THE PROBLEM:
Repeat the listing below in full, exactly as it stands.
^^^^
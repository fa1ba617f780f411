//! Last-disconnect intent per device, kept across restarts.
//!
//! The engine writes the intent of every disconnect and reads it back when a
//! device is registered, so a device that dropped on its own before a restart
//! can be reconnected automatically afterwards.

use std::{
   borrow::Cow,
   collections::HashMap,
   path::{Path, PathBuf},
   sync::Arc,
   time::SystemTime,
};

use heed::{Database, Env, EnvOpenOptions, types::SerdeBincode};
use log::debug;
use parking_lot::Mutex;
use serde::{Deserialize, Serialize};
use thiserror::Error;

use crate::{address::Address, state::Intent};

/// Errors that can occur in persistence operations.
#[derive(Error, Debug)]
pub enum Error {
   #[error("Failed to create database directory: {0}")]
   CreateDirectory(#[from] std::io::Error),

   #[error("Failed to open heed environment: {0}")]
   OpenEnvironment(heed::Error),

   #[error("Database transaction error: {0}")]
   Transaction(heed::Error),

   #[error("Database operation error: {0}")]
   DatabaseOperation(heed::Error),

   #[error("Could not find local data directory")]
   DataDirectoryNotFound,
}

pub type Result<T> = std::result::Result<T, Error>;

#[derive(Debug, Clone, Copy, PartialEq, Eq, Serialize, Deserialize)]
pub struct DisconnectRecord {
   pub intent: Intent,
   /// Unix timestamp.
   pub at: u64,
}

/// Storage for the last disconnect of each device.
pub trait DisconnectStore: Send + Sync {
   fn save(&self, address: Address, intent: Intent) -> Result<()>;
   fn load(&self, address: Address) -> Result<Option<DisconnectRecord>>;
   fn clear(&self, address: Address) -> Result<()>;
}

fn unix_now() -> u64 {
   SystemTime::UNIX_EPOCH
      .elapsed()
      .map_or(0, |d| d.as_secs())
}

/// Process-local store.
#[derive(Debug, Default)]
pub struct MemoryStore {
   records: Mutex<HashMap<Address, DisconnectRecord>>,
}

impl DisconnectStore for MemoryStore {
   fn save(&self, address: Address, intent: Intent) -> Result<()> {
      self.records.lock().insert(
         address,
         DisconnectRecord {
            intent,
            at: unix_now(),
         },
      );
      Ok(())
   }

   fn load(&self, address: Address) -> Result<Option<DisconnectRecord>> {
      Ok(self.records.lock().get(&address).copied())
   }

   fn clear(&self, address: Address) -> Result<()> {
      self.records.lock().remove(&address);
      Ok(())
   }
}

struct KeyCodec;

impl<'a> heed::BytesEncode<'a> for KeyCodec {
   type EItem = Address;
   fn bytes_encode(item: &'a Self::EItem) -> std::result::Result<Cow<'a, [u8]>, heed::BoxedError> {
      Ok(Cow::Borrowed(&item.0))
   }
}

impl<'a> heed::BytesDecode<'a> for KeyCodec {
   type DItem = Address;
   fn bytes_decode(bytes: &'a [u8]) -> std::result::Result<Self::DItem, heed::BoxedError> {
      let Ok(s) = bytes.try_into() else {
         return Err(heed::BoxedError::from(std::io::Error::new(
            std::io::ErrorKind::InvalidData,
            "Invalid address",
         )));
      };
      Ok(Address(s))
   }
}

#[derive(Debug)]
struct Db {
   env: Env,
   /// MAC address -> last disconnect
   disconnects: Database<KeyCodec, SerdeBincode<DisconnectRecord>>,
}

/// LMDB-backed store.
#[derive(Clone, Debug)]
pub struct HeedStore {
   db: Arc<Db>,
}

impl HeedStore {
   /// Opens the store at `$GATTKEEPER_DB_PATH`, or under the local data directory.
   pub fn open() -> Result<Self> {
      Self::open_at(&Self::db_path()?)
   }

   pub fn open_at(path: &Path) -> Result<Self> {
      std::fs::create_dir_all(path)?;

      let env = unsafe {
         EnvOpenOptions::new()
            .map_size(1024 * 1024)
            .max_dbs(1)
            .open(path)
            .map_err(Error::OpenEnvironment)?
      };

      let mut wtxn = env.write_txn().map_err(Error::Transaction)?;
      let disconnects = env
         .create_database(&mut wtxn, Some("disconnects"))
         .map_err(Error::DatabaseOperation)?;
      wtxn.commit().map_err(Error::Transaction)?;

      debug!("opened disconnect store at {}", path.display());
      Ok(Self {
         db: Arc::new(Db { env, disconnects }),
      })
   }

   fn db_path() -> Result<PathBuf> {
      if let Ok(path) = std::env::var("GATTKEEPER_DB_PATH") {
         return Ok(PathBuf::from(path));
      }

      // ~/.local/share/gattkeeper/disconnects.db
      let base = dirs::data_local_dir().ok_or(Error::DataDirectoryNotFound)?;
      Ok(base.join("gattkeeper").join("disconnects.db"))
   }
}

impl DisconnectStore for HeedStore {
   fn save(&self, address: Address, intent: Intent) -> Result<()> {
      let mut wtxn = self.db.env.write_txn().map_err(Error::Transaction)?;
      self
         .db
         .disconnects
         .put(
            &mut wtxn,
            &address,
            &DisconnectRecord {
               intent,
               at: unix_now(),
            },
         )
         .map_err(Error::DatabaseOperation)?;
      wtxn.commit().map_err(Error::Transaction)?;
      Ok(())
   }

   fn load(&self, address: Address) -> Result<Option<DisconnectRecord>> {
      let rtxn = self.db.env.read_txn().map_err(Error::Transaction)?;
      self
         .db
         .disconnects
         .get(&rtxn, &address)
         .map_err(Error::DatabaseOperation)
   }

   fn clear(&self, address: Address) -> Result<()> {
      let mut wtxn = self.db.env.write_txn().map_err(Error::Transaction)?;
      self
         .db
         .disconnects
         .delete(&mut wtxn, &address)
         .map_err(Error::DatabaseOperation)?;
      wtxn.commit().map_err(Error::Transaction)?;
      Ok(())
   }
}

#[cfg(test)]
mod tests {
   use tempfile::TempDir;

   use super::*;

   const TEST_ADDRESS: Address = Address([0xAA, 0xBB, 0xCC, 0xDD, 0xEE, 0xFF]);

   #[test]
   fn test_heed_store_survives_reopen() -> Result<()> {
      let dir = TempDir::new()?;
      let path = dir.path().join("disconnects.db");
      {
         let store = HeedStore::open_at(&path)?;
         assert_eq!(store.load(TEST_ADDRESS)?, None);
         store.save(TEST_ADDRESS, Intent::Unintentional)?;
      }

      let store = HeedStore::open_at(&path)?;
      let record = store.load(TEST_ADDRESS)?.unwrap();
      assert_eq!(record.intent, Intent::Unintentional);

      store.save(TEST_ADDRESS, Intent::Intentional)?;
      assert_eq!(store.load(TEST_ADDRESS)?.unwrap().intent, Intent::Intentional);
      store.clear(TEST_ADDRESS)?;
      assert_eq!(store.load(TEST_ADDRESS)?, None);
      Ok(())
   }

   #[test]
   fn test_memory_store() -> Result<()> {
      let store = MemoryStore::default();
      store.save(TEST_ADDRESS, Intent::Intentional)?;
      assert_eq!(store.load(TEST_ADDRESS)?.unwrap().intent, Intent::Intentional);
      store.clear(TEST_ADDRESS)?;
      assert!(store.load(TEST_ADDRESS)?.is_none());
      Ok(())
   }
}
^^^^
FINISHED TASK:
repository fa1ba617f780f411
//! Last-disconnect intent per device, kept across restarts.
//!
//! The engine writes the intent of every disconnect and reads it back when a
//! device is registered, so a device that dropped on its own before a restart
//! can be reconnected automatically afterwards.

use std::{
   borrow::Cow,
   collections::HashMap,
   path::{Path, PathBuf},
   sync::Arc,
   time::SystemTime,
};

use heed::{Database, Env, EnvOpenOptions, types::SerdeBincode};
use log::debug;
use parking_lot::Mutex;
use serde::{Deserialize, Serialize};
use thiserror::Error;

use crate::{address::Address, state::Intent};

/// Errors that can occur in persistence operations.
#[derive(Error, Debug)]
pub enum Error {
   #[error("Failed to create database directory: {0}")]
   CreateDirectory(#[from] std::io::Error),

   #[error("Failed to open heed environment: {0}")]
   OpenEnvironment(heed::Error),

   #[error("Database transaction error: {0}")]
   Transaction(heed::Error),

   #[error("Database operation error: {0}")]
   DatabaseOperation(heed::Error),

   #[error("Could not find local data directory")]
   DataDirectoryNotFound,
}

pub type Result<T> = std::result::Result<T, Error>;

#[derive(Debug, Clone, Copy, PartialEq, Eq, Serialize, Deserialize)]
pub struct DisconnectRecord {
   pub intent: Intent,
   /// Unix timestamp.
   pub at: u64,
}

/// Storage for the last disconnect of each device.
pub trait DisconnectStore: Send + Sync {
   fn save(&self, address: Address, intent: Intent) -> Result<()>;
   fn load(&self, address: Address) -> Result<Option<DisconnectRecord>>;
   fn clear(&self, address: Address) -> Result<()>;
}

fn unix_now() -> u64 {
   SystemTime::UNIX_EPOCH
      .elapsed()
      .map_or(0, |d| d.as_secs())
}

/// Process-local store.
#[derive(Debug, Default)]
pub struct MemoryStore {
   records: Mutex<HashMap<Address, DisconnectRecord>>,
}

impl DisconnectStore for MemoryStore {
   fn save(&self, address: Address, intent: Intent) -> Result<()> {
      self.records.lock().insert(
         address,
         DisconnectRecord {
            intent,
            at: unix_now(),
         },
      );
      Ok(())
   }

   fn load(&self, address: Address) -> Result<Option<DisconnectRecord>> {
      Ok(self.records.lock().get(&address).copied())
   }

   fn clear(&self, address: Address) -> Result<()> {
      self.records.lock().remove(&address);
      Ok(())
   }
}

struct KeyCodec;

impl<'a> heed::BytesEncode<'a> for KeyCodec {
   type EItem = Address;
   fn bytes_encode(item: &'a Self::EItem) -> std::result::Result<Cow<'a, [u8]>, heed::BoxedError> {
      Ok(Cow::Borrowed(&item.0))
   }
}

impl<'a> heed::BytesDecode<'a> for KeyCodec {
   type DItem = Address;
   fn bytes_decode(bytes: &'a [u8]) -> std::result::Result<Self::DItem, heed::BoxedError> {
      let Ok(s) = bytes.try_into() else {
         return Err(heed::BoxedError::from(std::io::Error::new(
            std::io::ErrorKind::InvalidData,
            "Invalid address",
         )));
      };
      Ok(Address(s))
   }
}

#[derive(Debug)]
struct Db {
   env: Env,
   /// MAC address -> last disconnect
   disconnects: Database<KeyCodec, SerdeBincode<DisconnectRecord>>,
}

/// LMDB-backed store.
#[derive(Clone, Debug)]
pub struct HeedStore {
   db: Arc<Db>,
}

impl HeedStore {
   /// Opens the store at `$GATTKEEPER_DB_PATH`, or under the local data directory.
   pub fn open() -> Result<Self> {
      Self::open_at(&Self::db_path()?)
   }

   pub fn open_at(path: &Path) -> Result<Self> {
      std::fs::create_dir_all(path)?;

      let env = unsafe {
         EnvOpenOptions::new()
            .map_size(1024 * 1024)
            .max_dbs(1)
            .open(path)
            .map_err(Error::OpenEnvironment)?
      };

      let mut wtxn = env.write_txn().map_err(Error::Transaction)?;
      let disconnects = env
         .create_database(&mut wtxn, Some("disconnects"))
         .map_err(Error::DatabaseOperation)?;
      wtxn.commit().map_err(Error::Transaction)?;

      debug!("opened disconnect store at {}", path.display());
      Ok(Self {
         db: Arc::new(Db { env, disconnects }),
      })
   }

   fn db_path() -> Result<PathBuf> {
      if let Ok(path) = std::env::var("GATTKEEPER_DB_PATH") {
         return Ok(PathBuf::from(path));
      }

      // ~/.local/share/gattkeeper/disconnects.db
      let base = dirs::data_local_dir().ok_or(Error::DataDirectoryNotFound)?;
      Ok(base.join("gattkeeper").join("disconnects.db"))
   }
}

impl DisconnectStore for HeedStore {
   fn save(&self, address: Address, intent: Intent) -> Result<()> {
      let mut wtxn = self.db.env.write_txn().map_err(Error::Transaction)?;
      self
         .db
         .disconnects
         .put(
            &mut wtxn,
            &address,
            &DisconnectRecord {
               intent,
               at: unix_now(),
            },
         )
         .map_err(Error::DatabaseOperation)?;
      wtxn.commit().map_err(Error::Transaction)?;
      Ok(())
   }

   fn load(&self, address: Address) -> Result<Option<DisconnectRecord>> {
      let rtxn = self.db.env.read_txn().map_err(Error::Transaction)?;
      self
         .db
         .disconnects
         .get(&rtxn, &address)
         .map_err(Error::DatabaseOperation)
   }

   fn clear(&self, address: Address) -> Result<()> {
      let mut wtxn = self.db.env.write_txn().map_err(Error::Transaction)?;
      self
         .db
         .disconnects
         .delete(&mut wtxn, &address)
         .map_err(Error::DatabaseOperation)?;
      wtxn.commit().map_err(Error::Transaction)?;
      Ok(())
   }
}

#[cfg(test)]
mod tests {
   use tempfile::TempDir;

   use super::*;

   const TEST_ADDRESS: Address = Address([0xAA, 0xBB, 0xCC, 0xDD, 0xEE, 0xFF]);

   #[test]
   fn test_heed_store_survives_reopen() -> Result<()> {
      let dir = TempDir::new()?;
      let path = dir.path().join("disconnects.db");
      {
         let store = HeedStore::open_at(&path)?;
         assert_eq!(store.load(TEST_ADDRESS)?, None);
         store.save(TEST_ADDRESS, Intent::Unintentional)?;
      }

      let store = HeedStore::open_at(&path)?;
      let record = store.load(TEST_ADDRESS)?.unwrap();
      assert_eq!(record.intent, Intent::Unintentional);

      store.save(TEST_ADDRESS, Intent::Intentional)?;
      assert_eq!(store.load(TEST_ADDRESS)?.unwrap().intent, Intent::Intentional);
      store.clear(TEST_ADDRESS)?;
      assert_eq!(store.load(TEST_ADDRESS)?, None);
      Ok(())
   }

   #[test]
   fn test_memory_store() -> Result<()> {
      let store = MemoryStore::default();
      store.save(TEST_ADDRESS, Intent::Intentional)?;
      assert_eq!(store.load(TEST_ADDRESS)?.unwrap().intent, Intent::Intentional);
      store.clear(TEST_ADDRESS)?;
      assert!(store.load(TEST_ADDRESS)?.is_none());
      Ok(())
   }
}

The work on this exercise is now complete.